(Stored data)
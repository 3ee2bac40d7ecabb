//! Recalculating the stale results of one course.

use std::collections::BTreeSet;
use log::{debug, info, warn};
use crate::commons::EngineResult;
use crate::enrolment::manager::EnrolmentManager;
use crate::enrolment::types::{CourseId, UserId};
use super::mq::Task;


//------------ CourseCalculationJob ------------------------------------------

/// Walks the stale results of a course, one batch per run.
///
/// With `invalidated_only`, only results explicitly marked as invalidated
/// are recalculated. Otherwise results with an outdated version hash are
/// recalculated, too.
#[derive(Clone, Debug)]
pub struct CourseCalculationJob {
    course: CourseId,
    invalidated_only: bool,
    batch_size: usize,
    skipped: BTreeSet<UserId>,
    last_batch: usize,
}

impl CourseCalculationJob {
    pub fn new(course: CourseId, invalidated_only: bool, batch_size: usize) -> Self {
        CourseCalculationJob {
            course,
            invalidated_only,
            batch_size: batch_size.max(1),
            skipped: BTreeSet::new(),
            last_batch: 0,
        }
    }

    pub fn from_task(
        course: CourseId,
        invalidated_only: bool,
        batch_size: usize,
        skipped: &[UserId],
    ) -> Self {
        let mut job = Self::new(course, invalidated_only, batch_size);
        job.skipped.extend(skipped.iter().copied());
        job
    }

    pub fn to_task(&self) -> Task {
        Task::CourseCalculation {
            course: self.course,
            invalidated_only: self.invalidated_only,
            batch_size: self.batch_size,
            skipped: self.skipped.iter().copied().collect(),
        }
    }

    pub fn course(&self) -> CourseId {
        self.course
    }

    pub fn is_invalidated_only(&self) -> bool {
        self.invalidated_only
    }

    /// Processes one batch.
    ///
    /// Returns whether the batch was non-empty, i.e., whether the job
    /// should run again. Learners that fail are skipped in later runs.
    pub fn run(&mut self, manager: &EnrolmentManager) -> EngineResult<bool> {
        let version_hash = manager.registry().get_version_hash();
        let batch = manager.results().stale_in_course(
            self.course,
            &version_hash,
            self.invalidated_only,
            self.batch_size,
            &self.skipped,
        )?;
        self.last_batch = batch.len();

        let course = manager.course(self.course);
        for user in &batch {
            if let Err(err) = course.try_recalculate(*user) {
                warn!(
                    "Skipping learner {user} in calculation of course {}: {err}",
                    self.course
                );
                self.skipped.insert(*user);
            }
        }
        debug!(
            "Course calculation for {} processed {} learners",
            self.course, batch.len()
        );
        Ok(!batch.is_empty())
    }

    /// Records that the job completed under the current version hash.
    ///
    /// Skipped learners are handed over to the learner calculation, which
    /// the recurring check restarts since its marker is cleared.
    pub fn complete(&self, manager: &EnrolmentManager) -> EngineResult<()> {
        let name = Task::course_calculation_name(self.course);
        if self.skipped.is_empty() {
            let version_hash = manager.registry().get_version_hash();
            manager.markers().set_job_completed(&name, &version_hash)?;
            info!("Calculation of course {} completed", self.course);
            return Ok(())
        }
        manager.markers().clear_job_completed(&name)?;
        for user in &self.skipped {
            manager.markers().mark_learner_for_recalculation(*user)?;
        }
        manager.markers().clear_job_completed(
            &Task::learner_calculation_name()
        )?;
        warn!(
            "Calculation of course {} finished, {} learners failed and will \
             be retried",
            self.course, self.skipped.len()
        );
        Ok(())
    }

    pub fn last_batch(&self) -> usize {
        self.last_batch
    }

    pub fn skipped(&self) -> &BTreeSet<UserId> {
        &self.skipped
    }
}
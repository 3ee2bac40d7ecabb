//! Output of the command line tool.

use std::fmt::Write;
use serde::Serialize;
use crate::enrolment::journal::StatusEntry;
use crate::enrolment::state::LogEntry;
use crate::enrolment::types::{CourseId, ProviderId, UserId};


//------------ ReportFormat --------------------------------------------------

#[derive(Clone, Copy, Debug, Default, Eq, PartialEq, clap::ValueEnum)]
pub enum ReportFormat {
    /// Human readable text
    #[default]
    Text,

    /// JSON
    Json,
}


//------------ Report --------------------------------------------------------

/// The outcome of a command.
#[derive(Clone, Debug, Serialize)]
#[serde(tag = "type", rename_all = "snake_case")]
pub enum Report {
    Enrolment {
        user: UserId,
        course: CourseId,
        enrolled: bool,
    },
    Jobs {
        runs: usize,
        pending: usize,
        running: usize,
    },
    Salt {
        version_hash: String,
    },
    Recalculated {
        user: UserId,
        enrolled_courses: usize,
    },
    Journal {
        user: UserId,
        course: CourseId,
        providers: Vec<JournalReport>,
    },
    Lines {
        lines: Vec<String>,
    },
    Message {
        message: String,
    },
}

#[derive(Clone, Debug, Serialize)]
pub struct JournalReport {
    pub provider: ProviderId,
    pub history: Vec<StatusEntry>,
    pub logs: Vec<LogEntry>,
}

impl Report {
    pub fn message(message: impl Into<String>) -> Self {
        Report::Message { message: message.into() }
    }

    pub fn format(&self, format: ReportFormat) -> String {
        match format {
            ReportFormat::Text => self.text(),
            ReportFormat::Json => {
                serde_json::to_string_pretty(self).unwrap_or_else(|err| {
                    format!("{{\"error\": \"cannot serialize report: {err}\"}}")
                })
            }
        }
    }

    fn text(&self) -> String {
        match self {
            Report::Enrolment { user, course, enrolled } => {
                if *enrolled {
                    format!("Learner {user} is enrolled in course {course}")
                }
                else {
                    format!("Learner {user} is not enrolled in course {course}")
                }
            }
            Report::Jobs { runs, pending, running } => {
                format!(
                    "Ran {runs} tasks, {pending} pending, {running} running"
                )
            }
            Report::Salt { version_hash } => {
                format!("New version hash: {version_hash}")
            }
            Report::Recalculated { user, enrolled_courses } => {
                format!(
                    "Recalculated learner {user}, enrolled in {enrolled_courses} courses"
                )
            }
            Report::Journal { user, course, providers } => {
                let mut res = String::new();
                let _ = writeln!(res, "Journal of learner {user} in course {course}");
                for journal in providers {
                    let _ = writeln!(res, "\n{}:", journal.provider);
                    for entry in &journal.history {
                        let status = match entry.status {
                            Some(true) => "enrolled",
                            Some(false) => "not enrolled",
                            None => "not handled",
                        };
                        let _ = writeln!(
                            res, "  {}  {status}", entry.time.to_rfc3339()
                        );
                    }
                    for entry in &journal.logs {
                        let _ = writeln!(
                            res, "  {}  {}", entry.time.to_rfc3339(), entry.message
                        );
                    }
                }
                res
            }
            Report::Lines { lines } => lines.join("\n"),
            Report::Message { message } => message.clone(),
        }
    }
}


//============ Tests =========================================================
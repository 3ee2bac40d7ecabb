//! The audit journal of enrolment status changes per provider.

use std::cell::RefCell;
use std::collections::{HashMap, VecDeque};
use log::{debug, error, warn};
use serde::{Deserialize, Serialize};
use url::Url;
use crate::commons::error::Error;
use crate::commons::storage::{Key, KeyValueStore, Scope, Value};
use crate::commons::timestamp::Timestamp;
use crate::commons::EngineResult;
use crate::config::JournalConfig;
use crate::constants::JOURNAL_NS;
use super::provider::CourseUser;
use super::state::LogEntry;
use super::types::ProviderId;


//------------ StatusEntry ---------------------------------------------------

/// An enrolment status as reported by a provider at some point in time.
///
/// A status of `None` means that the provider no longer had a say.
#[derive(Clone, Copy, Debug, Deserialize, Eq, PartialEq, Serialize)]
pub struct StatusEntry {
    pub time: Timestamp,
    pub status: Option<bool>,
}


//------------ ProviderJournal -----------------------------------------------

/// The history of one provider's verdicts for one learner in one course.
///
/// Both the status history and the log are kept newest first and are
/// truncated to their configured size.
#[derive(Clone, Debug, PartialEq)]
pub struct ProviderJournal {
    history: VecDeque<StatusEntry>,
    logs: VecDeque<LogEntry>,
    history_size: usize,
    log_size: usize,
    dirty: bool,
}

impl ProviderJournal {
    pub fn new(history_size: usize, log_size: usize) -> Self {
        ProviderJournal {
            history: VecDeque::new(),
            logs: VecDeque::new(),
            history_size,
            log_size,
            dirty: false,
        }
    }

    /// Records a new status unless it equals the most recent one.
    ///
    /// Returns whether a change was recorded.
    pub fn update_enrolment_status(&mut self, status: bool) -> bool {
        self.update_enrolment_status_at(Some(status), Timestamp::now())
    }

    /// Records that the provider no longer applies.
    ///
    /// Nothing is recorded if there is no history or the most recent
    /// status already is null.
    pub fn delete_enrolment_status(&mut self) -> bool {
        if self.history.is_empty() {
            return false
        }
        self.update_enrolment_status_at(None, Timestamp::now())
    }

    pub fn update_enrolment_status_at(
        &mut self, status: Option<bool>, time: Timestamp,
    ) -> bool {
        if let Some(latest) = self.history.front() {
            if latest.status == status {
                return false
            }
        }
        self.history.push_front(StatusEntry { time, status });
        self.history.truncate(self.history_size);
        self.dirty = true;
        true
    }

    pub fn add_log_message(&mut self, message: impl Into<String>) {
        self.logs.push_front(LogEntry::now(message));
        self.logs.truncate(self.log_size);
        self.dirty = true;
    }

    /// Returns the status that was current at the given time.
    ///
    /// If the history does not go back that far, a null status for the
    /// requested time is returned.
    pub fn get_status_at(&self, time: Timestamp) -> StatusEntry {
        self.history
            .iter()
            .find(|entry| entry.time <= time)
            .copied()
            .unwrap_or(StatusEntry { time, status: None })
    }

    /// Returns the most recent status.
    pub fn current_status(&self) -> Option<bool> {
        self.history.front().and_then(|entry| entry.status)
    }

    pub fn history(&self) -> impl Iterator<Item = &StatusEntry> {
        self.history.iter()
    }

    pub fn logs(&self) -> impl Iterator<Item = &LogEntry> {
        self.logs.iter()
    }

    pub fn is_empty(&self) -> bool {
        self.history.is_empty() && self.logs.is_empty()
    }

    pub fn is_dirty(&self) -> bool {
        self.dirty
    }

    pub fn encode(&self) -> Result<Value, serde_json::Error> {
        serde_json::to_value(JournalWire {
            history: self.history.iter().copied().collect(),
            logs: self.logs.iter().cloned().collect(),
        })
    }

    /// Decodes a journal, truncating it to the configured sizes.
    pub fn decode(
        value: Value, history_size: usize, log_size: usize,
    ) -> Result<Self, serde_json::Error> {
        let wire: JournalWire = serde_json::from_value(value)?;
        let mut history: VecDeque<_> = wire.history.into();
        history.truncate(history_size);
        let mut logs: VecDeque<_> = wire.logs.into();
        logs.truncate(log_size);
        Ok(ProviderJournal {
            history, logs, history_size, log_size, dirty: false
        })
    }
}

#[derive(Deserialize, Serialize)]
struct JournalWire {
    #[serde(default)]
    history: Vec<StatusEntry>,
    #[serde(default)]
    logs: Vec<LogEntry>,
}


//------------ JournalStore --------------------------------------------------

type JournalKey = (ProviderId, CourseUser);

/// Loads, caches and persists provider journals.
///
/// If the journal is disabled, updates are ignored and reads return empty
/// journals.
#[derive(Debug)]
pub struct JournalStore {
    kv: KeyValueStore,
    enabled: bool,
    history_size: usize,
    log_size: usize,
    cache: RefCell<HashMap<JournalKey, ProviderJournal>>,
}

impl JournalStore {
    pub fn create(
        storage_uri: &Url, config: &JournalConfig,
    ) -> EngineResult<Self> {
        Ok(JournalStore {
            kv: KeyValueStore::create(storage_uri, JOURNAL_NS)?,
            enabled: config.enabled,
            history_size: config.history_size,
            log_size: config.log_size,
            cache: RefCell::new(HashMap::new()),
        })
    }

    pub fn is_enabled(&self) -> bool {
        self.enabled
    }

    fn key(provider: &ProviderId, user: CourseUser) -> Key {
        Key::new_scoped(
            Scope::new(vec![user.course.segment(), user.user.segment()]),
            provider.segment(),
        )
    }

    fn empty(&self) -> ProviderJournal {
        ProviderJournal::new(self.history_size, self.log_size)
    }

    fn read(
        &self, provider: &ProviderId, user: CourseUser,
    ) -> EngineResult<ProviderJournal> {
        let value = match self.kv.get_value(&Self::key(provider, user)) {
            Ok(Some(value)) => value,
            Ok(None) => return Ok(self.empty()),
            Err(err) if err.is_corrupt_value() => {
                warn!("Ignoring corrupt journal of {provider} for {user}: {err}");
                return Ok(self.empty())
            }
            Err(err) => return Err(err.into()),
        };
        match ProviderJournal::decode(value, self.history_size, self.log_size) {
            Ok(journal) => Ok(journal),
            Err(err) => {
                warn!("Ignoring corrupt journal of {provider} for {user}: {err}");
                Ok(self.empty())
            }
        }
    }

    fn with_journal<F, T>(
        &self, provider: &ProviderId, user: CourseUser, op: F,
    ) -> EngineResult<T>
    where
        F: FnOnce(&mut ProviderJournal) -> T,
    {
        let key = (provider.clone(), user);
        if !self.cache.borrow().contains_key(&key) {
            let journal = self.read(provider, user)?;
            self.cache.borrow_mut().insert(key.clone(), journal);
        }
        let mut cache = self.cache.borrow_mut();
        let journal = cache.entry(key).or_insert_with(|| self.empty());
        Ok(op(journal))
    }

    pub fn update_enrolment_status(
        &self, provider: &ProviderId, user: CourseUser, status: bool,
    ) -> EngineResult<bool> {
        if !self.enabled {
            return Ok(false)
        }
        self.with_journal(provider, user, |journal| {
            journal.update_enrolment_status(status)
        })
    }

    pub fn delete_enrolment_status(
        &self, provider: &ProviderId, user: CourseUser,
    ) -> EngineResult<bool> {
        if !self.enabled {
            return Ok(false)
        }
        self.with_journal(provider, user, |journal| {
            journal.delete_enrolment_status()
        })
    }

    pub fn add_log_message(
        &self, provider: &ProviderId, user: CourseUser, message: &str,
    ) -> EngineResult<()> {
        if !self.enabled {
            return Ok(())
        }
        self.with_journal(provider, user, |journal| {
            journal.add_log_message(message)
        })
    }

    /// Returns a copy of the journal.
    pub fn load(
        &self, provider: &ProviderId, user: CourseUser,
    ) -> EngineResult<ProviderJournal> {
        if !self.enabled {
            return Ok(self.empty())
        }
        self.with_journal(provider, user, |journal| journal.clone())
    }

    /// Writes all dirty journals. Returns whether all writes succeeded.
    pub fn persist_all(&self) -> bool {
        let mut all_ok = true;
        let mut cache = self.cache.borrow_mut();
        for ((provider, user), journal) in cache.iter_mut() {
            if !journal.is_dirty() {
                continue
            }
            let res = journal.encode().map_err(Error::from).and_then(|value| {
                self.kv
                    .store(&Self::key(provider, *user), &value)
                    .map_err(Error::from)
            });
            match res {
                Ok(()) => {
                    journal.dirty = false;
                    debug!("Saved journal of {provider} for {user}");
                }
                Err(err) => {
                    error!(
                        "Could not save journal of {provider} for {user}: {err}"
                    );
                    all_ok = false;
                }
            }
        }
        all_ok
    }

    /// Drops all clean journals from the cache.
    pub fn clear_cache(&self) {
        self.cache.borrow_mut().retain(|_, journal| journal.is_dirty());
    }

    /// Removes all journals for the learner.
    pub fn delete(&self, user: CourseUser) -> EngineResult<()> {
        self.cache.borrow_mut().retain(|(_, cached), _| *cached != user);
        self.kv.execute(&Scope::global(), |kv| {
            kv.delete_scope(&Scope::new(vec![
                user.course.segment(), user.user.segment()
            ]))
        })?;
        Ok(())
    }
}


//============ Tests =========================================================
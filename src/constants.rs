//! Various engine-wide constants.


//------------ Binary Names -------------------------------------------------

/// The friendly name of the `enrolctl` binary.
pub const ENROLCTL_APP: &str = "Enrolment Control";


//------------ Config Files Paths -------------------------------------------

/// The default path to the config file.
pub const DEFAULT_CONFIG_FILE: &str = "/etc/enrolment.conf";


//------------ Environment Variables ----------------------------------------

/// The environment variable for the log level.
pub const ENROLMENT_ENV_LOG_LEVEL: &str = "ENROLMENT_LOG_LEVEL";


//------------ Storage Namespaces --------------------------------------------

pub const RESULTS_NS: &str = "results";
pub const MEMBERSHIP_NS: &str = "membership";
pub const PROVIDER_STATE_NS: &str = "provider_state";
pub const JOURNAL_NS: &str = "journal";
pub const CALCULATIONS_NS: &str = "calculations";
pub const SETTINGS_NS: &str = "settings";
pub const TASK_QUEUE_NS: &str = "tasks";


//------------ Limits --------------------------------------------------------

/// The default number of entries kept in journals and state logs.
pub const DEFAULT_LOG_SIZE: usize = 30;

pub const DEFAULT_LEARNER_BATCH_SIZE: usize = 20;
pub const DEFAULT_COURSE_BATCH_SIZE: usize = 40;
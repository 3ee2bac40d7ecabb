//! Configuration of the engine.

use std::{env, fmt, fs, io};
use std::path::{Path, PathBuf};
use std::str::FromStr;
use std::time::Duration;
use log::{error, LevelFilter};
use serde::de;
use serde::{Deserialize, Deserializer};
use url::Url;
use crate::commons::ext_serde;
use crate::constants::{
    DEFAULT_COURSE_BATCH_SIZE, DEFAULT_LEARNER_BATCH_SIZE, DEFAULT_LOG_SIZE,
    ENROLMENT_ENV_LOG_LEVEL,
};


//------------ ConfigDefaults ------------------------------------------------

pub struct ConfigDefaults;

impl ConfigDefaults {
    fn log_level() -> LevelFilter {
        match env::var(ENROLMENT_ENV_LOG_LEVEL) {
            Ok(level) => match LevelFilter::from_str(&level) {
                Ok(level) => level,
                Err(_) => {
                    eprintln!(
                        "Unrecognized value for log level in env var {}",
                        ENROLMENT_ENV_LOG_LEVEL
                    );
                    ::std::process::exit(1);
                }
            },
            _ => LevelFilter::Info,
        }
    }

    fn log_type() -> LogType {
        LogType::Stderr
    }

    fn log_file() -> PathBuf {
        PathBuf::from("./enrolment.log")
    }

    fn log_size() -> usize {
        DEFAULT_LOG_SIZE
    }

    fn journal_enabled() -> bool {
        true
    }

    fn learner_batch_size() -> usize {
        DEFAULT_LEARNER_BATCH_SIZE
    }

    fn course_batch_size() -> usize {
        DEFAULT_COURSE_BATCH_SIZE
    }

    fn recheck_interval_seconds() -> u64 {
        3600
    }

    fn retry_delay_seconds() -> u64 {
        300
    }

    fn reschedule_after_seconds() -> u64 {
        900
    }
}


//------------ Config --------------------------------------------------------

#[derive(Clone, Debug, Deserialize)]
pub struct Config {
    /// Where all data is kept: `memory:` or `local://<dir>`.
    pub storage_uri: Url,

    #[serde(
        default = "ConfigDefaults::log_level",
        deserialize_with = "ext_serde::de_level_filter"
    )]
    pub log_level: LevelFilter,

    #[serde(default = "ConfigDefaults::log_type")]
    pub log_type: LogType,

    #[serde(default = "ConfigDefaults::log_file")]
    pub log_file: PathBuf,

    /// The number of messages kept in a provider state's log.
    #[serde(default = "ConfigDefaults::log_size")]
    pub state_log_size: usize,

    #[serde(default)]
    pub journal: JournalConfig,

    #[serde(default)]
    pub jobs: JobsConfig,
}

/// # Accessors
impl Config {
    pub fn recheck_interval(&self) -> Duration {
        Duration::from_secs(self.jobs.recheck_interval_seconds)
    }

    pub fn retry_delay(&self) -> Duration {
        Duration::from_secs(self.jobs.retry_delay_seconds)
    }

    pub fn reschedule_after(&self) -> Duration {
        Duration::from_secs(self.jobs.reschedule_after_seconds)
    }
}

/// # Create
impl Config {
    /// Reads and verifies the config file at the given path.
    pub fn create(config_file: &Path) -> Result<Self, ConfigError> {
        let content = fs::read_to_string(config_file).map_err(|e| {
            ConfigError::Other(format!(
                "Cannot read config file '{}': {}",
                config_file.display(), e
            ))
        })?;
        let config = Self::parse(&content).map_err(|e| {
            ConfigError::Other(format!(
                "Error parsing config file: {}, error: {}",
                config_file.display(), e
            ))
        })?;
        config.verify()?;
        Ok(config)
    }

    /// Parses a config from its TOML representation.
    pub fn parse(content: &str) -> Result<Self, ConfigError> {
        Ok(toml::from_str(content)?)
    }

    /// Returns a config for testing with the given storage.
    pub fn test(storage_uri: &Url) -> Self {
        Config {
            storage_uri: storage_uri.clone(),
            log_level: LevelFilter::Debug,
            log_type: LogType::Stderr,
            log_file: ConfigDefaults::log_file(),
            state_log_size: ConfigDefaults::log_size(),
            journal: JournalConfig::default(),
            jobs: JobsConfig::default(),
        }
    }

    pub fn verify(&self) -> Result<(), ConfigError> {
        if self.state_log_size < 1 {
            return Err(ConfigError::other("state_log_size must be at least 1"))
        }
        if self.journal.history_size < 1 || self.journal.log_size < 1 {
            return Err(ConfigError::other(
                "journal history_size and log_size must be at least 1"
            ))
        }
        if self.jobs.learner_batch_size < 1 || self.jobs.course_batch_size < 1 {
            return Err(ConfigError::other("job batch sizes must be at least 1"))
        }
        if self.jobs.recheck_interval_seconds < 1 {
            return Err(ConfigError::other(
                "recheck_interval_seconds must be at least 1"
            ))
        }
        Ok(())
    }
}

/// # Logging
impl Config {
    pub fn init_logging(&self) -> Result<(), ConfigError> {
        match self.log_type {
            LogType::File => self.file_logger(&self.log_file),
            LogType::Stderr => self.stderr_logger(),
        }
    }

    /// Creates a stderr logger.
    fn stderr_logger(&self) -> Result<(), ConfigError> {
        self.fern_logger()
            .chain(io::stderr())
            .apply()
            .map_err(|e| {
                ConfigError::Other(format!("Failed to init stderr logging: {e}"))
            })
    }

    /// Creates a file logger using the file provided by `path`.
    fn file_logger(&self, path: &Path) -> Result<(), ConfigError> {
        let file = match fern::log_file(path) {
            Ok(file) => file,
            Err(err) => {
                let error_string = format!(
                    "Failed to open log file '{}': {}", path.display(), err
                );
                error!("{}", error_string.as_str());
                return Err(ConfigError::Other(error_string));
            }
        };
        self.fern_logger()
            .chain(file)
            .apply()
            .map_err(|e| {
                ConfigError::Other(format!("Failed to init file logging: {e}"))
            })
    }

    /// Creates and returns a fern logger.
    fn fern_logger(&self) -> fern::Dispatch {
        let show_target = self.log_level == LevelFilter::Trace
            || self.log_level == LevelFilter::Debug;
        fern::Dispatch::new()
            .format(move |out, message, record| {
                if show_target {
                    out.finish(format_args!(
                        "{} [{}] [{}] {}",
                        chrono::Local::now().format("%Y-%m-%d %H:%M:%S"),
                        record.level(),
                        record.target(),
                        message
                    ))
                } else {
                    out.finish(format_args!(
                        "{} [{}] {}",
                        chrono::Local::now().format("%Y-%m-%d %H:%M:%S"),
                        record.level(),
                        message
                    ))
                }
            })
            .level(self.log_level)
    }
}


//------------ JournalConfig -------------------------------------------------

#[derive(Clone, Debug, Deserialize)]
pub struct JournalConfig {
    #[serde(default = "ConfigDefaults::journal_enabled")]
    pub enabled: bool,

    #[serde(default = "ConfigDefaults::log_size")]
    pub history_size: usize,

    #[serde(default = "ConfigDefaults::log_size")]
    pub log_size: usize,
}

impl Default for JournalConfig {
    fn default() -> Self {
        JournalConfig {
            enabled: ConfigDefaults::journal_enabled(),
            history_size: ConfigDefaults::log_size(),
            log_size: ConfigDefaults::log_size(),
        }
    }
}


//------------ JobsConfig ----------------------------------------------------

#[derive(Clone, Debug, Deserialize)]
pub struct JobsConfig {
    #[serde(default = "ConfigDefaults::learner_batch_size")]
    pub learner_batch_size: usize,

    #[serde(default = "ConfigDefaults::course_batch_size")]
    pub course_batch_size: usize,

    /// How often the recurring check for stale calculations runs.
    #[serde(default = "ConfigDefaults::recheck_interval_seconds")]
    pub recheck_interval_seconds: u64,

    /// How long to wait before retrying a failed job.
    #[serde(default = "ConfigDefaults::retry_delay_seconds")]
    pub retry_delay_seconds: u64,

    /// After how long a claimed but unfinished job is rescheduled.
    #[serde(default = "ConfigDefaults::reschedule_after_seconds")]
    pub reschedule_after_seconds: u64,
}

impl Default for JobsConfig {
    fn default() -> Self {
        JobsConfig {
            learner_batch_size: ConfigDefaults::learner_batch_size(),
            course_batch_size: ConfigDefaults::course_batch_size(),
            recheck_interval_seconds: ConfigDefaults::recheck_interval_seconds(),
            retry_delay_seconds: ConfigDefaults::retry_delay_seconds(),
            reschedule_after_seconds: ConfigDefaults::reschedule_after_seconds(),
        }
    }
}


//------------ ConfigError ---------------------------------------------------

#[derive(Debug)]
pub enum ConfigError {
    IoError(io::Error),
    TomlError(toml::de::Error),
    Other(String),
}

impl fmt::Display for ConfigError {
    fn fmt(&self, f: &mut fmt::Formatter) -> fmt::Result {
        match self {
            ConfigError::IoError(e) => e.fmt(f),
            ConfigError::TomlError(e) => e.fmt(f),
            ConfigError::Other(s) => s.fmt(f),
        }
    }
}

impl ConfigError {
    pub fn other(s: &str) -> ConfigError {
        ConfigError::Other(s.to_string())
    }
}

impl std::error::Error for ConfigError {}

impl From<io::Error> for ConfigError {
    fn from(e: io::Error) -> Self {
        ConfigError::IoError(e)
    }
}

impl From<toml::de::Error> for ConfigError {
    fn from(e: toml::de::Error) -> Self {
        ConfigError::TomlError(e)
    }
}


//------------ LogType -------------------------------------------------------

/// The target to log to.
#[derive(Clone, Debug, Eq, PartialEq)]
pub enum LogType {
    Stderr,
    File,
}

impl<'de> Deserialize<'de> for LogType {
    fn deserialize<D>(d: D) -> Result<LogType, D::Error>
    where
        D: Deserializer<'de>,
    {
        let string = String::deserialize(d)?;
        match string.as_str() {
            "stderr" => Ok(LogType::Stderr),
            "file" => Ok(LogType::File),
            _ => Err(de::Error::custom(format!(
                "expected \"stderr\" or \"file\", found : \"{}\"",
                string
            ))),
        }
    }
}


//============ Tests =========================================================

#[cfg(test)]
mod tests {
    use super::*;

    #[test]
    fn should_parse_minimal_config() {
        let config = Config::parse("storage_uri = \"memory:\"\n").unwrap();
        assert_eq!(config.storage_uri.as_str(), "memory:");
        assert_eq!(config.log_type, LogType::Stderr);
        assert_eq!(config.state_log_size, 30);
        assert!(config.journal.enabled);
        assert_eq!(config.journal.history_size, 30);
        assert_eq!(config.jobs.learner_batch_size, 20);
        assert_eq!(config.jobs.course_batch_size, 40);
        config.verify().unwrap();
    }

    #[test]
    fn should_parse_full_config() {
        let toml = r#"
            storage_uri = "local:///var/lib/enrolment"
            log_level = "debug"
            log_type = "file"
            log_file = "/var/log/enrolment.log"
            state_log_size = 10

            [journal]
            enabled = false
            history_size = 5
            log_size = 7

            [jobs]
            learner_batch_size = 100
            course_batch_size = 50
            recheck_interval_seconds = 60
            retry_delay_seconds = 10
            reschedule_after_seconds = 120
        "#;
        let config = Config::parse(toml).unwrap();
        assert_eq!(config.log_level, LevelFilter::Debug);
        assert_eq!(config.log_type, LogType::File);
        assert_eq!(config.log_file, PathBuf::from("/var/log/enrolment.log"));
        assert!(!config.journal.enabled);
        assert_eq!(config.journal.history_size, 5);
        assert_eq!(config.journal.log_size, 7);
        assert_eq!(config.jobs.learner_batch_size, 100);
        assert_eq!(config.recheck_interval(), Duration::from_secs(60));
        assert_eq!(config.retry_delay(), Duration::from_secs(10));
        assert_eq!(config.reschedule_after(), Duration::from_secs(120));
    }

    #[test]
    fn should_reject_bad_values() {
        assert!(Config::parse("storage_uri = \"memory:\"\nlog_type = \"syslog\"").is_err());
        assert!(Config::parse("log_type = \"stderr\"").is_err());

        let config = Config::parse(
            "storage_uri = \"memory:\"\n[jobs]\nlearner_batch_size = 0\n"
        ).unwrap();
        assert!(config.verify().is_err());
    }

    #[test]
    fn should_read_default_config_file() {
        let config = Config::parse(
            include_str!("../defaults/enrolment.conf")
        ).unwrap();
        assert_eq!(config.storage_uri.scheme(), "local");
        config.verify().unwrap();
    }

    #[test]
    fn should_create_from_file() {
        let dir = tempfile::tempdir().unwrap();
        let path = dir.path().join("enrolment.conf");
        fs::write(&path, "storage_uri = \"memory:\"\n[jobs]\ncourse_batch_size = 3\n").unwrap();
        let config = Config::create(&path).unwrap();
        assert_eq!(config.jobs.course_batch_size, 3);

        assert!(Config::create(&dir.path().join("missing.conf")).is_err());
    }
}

#### WHAT TO WORK ON
Look through the entries above, and wherever a line holds the string "HashMap", copy it.

#### ANSWER FOR THIS EXERCISE
use std::collections::{HashMap, VecDeque};
    cache: RefCell<HashMap<JournalKey, ProviderJournal>>,
            cache: RefCell::new(HashMap::new()),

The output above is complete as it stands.